La política debe ser inescindible de los valores éticos o morales propios del Homo sapiens, pues, una ciencia sin conciencia, deriva hacia todo tipo de aberraciones. Si el hombre levantó las manos del suelo para erguirse sobre su cabeza, fue para poder mirar al horizonte. Ajustándonos a la inequívoca evolución de las especies (Darwin), hemos llegado a la poco consoladora conclusión de que 'los hombres no son ángeles caídos, sino antropoides erguidos' (Ralph Linton), pero no para sumirnos en la maldición divina, sino para escapar de ella organizando políticamente la convivencia en libertad y elevarnos moralmente, para soñar con volar un día, lo que no impide asentar bien los pies en la tierra. No se trata de dejarnos llevar por utopías peligrosas que provocan caídas mortales (recuérdese a Ícaro), sino de adecuarse a hacerlo conforme a ideales y objetivos razonables, es decir, posibles. Y, sin embargo, sólo se escucha a los necios y se concede mayor audiencia a cualquier charlatán dicharachero, a cualquier figurón televisivo, que a los auténticos maestros y hombres de pensamiento.

Hoy más que nunca hay que persistir con Bernard Crick en la defensa de la política. De la Política con mayúsculas, con altura de miras, para integrar y cohesionar. 'Esa política' empieza en la escuela y sigue en los institutos, continúa en la universidad y debe impregnar a toda la sociedad. ¿Queremos de verdad ciudadanos?

¿Para cuándo entonces, estimada ministra, la asignatura de 'Cultura Política' -justo lo contrario de 'Formación del Espíritu Nacional'- como materia de inserción obligatoria en la enseñanza secundaria, y no la vergüenza actual de ver tan fundamental empeño reducido a una charleta festiva cada 6 de diciembre, y aún menos pretender 'colarla' cual nueva 'María' junto con Religión?

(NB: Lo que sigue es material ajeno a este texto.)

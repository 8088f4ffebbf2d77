//! # ddpm-data
//!
//! MNIST loading for the diffusion trainer.
//!
//! - [`idx`]: reader for the IDX binary format (plain or gzip)
//! - [`mnist::MnistDataset`]: in-memory digits scaled to [0, 1]
//! - [`loader::BatchIter`]: one shuffled epoch of `(B, 1, 28, 28)` batches
//! - [`download`]: fetches the four archives from a mirror (feature `download`)
//!
//! ## Usage
//!
//! ```no_run
//! use candle_core::Device;
//! use ddpm_core::SimpleRng;
//! use ddpm_data::{BatchIter, MnistDataset, Split};
//!
//! let dataset = MnistDataset::load("./data", Split::Train).unwrap();
//! let mut rng = SimpleRng::new(42);
//! for batch in BatchIter::new(&dataset, 256, true, &mut rng, &Device::Cpu) {
//!     let batch = batch.unwrap();
//!     assert_eq!(batch.images.dims()[1..], [1, 28, 28]);
//! }
//! ```

#[cfg(feature = "download")]
pub mod download;
pub mod idx;
pub mod loader;
pub mod mnist;

pub use loader::{Batch, BatchIter};
pub use mnist::{MnistDataset, Split};
//! DDPM training objective and ancestral sampler.
//!
//! ## Training
//!
//! For a clean batch `x₀`:
//! 1. Draw `t ~ U{1..T}` per image and `ε ~ N(0, I)`
//! 2. Diffuse: `x_t = √ᾱ_t·x₀ + √(1−ᾱ_t)·ε`
//! 3. Loss: `MSE(ε, UNet(x_t, t/T))`
//!
//! ## Sampling
//!
//! Start from `x_T ~ N(0, I)` and for `i = T..1`:
//!
//! ```text
//! x_{i−1} = (x_i − ε̂·(1−α_i)/√(1−ᾱ_i)) / √α_i + √β_i·z,   z ~ N(0, I) if i > 1 else 0
//! ```

use candle_core::{Device, Tensor};
use candle_nn::VarMap;
use ddpm_core::{DdpmError, SimpleRng, TrainConfig, IMAGE_CHANNELS, IMAGE_SIDE};

use crate::schedule::{ddpm_schedules, NoiseSchedule};
use crate::unet::Unet;

/// Result of a sampling run.
#[derive(Debug, Clone)]
pub struct SampleOutput {
    /// Final samples `x₀`, shape `(n, 1, 28, 28)`.
    pub images: Tensor,
    /// Intermediate states in sampling order (noisiest first), captured at
    /// the steps where [`should_capture`] holds. Empty unless requested.
    pub trajectory: Vec<Tensor>,
}

/// Whether the state after reverse step `i` is kept in the trajectory:
/// every 20th step, the first step, and the last seven.
///
/// # Example
///
/// ```
/// use ddpm_model::should_capture;
///
/// let kept: Vec<usize> = (1..=30).rev().filter(|&i| should_capture(i, 30)).collect();
/// assert_eq!(kept, vec![30, 20, 7, 6, 5, 4, 3, 2, 1]);
/// ```
pub fn should_capture(i: usize, n_t: usize) -> bool {
    i % 20 == 0 || i == n_t || i < 8
}

/// A noise-prediction UNet bound to its schedule.
///
/// # Example
///
/// ```
/// use candle_core::Device;
/// use candle_nn::VarMap;
/// use ddpm_core::SimpleRng;
/// use ddpm_model::Ddpm;
///
/// let var_map = VarMap::new();
/// let ddpm = Ddpm::new(&var_map, 8, 10, (1e-4, 0.02), &Device::Cpu).unwrap();
/// let mut rng = SimpleRng::new(0);
/// let out = ddpm.sample(2, &mut rng, true).unwrap();
/// assert_eq!(out.images.dims(), &[2, 1, 28, 28]);
/// assert_eq!(out.trajectory.len(), 8);
/// ```
pub struct Ddpm {
    unet: Unet,
    schedule: NoiseSchedule,
    device: Device,
}

impl std::fmt::Debug for Ddpm {
    fn fmt(&self, f: &mut std::fmt::Formatter<'_>) -> std::fmt::Result {
        write!(f, "Ddpm(T={}, {:?})", self.n_t(), self.unet)
    }
}

impl Ddpm {
    /// Builds the UNet (parameters in `var_map`) and the noise schedule.
    ///
    /// # Errors
    ///
    /// Returns [`DdpmError::InvalidConfig`] for bad widths or betas and
    /// [`DdpmError::Internal`] if parameter creation fails.
    pub fn new(
        var_map: &VarMap,
        n_feat: usize,
        n_t: usize,
        betas: (f64, f64),
        device: &Device,
    ) -> Result<Self, DdpmError> {
        let schedule = ddpm_schedules(betas.0, betas.1, n_t)?;
        let unet = Unet::new_trainable(var_map, IMAGE_CHANNELS, n_feat, device)?;
        Ok(Self {
            unet,
            schedule,
            device: device.clone(),
        })
    }

    /// Builds a model from a run config.
    ///
    /// # Errors
    ///
    /// See [`Ddpm::new`].
    pub fn from_config(
        var_map: &VarMap,
        config: &TrainConfig,
        device: &Device,
    ) -> Result<Self, DdpmError> {
        Self::new(var_map, config.n_feat, config.n_t, config.betas, device)
    }

    /// Number of diffusion steps T.
    pub fn n_t(&self) -> usize {
        self.schedule.n_t()
    }

    /// The precomputed schedule.
    pub fn schedule(&self) -> &NoiseSchedule {
        &self.schedule
    }

    /// The underlying UNet.
    pub fn unet(&self) -> &Unet {
        &self.unet
    }

    /// Noise-prediction loss on a clean batch, drawing timesteps and noise
    /// from `rng`.
    ///
    /// # Errors
    ///
    /// Returns [`DdpmError::Internal`] if `x0` is not `(B, 1, 28, 28)` or a
    /// tensor operation fails.
    pub fn loss(&self, x0: &Tensor, rng: &mut SimpleRng, train: bool) -> Result<Tensor, DdpmError> {
        let batch = x0.dim(0).map_err(|e| DdpmError::Internal {
            message: format!("Ddpm loss: {e}"),
        })?;
        let timesteps: Vec<usize> = (0..batch).map(|_| rng.next_timestep(self.n_t())).collect();
        let noise = self.gaussian(batch, rng)?;
        self.loss_at(x0, &timesteps, &noise, train)
    }

    /// Noise-prediction loss for explicit timesteps and noise.
    ///
    /// # Errors
    ///
    /// Returns [`DdpmError::InvalidConfig`] if a timestep is outside `1..=T`
    /// or the timestep count differs from the batch size, and
    /// [`DdpmError::Internal`] on tensor failures.
    pub fn loss_at(
        &self,
        x0: &Tensor,
        timesteps: &[usize],
        noise: &Tensor,
        train: bool,
    ) -> Result<Tensor, DdpmError> {
        let map_err = |e: candle_core::Error| DdpmError::Internal {
            message: format!("Ddpm loss_at: {e}"),
        };

        let batch = x0.dim(0).map_err(map_err)?;
        if timesteps.len() != batch {
            return Err(DdpmError::InvalidConfig {
                message: format!("{} timesteps for a batch of {batch}", timesteps.len()),
            });
        }
        let n_t = self.n_t();
        if let Some(&bad) = timesteps.iter().find(|&&t| t == 0 || t > n_t) {
            return Err(DdpmError::InvalidConfig {
                message: format!("timestep {bad} outside 1..={n_t}"),
            });
        }

        let per_sample = |coeffs: &[f32]| -> Result<Tensor, DdpmError> {
            let values: Vec<f32> = timesteps.iter().map(|&t| coeffs[t]).collect();
            Tensor::from_vec(values, (batch, 1, 1, 1), &self.device).map_err(map_err)
        };
        let signal = per_sample(&self.schedule.sqrtab)?;
        let noise_scale = per_sample(&self.schedule.sqrtmab)?;

        let x_t = (x0.broadcast_mul(&signal).map_err(map_err)?
            + noise.broadcast_mul(&noise_scale).map_err(map_err)?)
        .map_err(map_err)?;

        let t_norm: Vec<f32> = timesteps.iter().map(|&t| t as f32 / n_t as f32).collect();
        let t_norm = Tensor::from_vec(t_norm, (batch, 1), &self.device).map_err(map_err)?;

        let predicted = self.unet.forward_t(&x_t, &t_norm, train)?;
        candle_nn::loss::mse(&predicted, noise).map_err(map_err)
    }

    /// Generates `n` images by ancestral sampling. When `capture` is set,
    /// intermediate states are returned in [`SampleOutput::trajectory`].
    ///
    /// BatchNorm runs on its running statistics throughout.
    ///
    /// # Errors
    ///
    /// Returns [`DdpmError::InvalidConfig`] if `n == 0` and
    /// [`DdpmError::Internal`] on tensor failures.
    pub fn sample(
        &self,
        n: usize,
        rng: &mut SimpleRng,
        capture: bool,
    ) -> Result<SampleOutput, DdpmError> {
        if n == 0 {
            return Err(DdpmError::InvalidConfig {
                message: "sample: n must be > 0".to_string(),
            });
        }
        let map_err = |e: candle_core::Error| DdpmError::Internal {
            message: format!("Ddpm sample: {e}"),
        };

        let n_t = self.n_t();
        let s = &self.schedule;
        let mut x_i = self.gaussian(n, rng)?;
        let mut trajectory = Vec::new();

        for i in (1..=n_t).rev() {
            tracing::debug!(timestep = i, "sampling");
            let t_is = Tensor::full(i as f32 / n_t as f32, (n, 1), &self.device).map_err(map_err)?;
            let eps = self.unet.forward_t(&x_i, &t_is, false)?;

            let denoised = (&x_i - eps.affine(s.mab_over_sqrtmab[i] as f64, 0.0).map_err(map_err)?)
                .map_err(map_err)?
                .affine(s.oneover_sqrta[i] as f64, 0.0)
                .map_err(map_err)?;
            x_i = if i > 1 {
                let z = self.gaussian(n, rng)?;
                (denoised + z.affine(s.sqrt_beta_t[i] as f64, 0.0).map_err(map_err)?)
                    .map_err(map_err)?
            } else {
                denoised
            };
            // drop the autograd graph so memory stays flat across T steps
            x_i = x_i.detach();

            if capture && should_capture(i, n_t) {
                trajectory.push(x_i.clone());
            }
        }

        Ok(SampleOutput {
            images: x_i,
            trajectory,
        })
    }

    fn gaussian(&self, n: usize, rng: &mut SimpleRng) -> Result<Tensor, DdpmError> {
        let shape = (n, IMAGE_CHANNELS, IMAGE_SIDE, IMAGE_SIDE);
        Tensor::from_vec(rng.gaussian_vec(shape.0 * shape.1 * shape.2 * shape.3), shape, &self.device)
            .map_err(|e| DdpmError::Internal {
                message: format!("Ddpm gaussian: {e}"),
            })
    }
}

#[cfg(test)]
mod tests {
    use super::*;
    use candle_core::DType;

    fn tiny(var_map: &VarMap, n_t: usize) -> Ddpm {
        Ddpm::new(var_map, 8, n_t, (1e-4, 0.02), &Device::Cpu).unwrap()
    }

    fn half_gray(batch: usize) -> Tensor {
        Tensor::full(0.5f32, (batch, 1, 28, 28), &Device::Cpu).unwrap()
    }

    #[test]
    fn loss_is_finite_scalar() {
        let var_map = VarMap::new();
        let ddpm = tiny(&var_map, 20);
        let mut rng = SimpleRng::new(1);
        let loss = ddpm.loss(&half_gray(4), &mut rng, true).unwrap();
        assert_eq!(loss.dims(), &[] as &[usize]);
        let v = loss.to_vec0::<f32>().unwrap();
        assert!(v.is_finite() && v > 0.0);
    }

    #[test]
    fn loss_is_deterministic_for_seed() {
        let var_map = VarMap::new();
        let ddpm = tiny(&var_map, 20);
        let x0 = half_gray(3);
        let a = ddpm
            .loss(&x0, &mut SimpleRng::new(9), false)
            .unwrap()
            .to_vec0::<f32>()
            .unwrap();
        let b = ddpm
            .loss(&x0, &mut SimpleRng::new(9), false)
            .unwrap()
            .to_vec0::<f32>()
            .unwrap();
        assert_eq!(a, b);
    }

    #[test]
    fn loss_at_rejects_out_of_range_timesteps() {
        let var_map = VarMap::new();
        let ddpm = tiny(&var_map, 10);
        let noise = Tensor::zeros((2, 1, 28, 28), DType::F32, &Device::Cpu).unwrap();
        assert!(ddpm.loss_at(&half_gray(2), &[0, 3], &noise, true).is_err());
        assert!(ddpm.loss_at(&half_gray(2), &[11, 3], &noise, true).is_err());
        assert!(ddpm.loss_at(&half_gray(2), &[3], &noise, true).is_err());
        assert!(ddpm.loss_at(&half_gray(2), &[1, 10], &noise, true).is_ok());
    }

    #[test]
    fn sample_shapes_and_trajectory() {
        let var_map = VarMap::new();
        let ddpm = tiny(&var_map, 30);
        let mut rng = SimpleRng::new(2);
        let out = ddpm.sample(3, &mut rng, true).unwrap();
        assert_eq!(out.images.dims(), &[3, 1, 28, 28]);
        // steps 30, 20, 7..1
        assert_eq!(out.trajectory.len(), 9);
        for frame in &out.trajectory {
            assert_eq!(frame.dims(), &[3, 1, 28, 28]);
        }
        let flat = out.images.flatten_all().unwrap().to_vec1::<f32>().unwrap();
        assert!(flat.iter().all(|v| v.is_finite()));
    }

    #[test]
    fn sample_without_capture_has_empty_trajectory() {
        let var_map = VarMap::new();
        let ddpm = tiny(&var_map, 5);
        let out = ddpm.sample(1, &mut SimpleRng::new(3), false).unwrap();
        assert!(out.trajectory.is_empty());
    }

    #[test]
    fn sample_zero_is_error() {
        let var_map = VarMap::new();
        let ddpm = tiny(&var_map, 5);
        assert!(ddpm.sample(0, &mut SimpleRng::new(3), false).is_err());
    }

    #[test]
    fn capture_rule_for_reference_schedule() {
        let kept = (1..=600).filter(|&i| should_capture(i, 600)).count();
        // 30 multiples of 20 (600 included) plus 1..=7
        assert_eq!(kept, 37);
    }

    #[test]
    fn rejects_bad_betas() {
        let var_map = VarMap::new();
        assert!(Ddpm::new(&var_map, 8, 10, (0.02, 1e-4), &Device::Cpu).is_err());
    }
}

Por ese camino, la tan anunciada renovación de las humanidades que propugna el Partido Popular va a empezar a parecerse mucho a la nefasta política educativa franquista, que creíamos felizmente enterrada junto al sepulcro de El Cid.

Alberto Reig Tapia es profesor titular de Ciencia Política de la Universidad Complutense.

* Este artículo apareció en la edición impresa del 0028, 28 de mayo de 2002.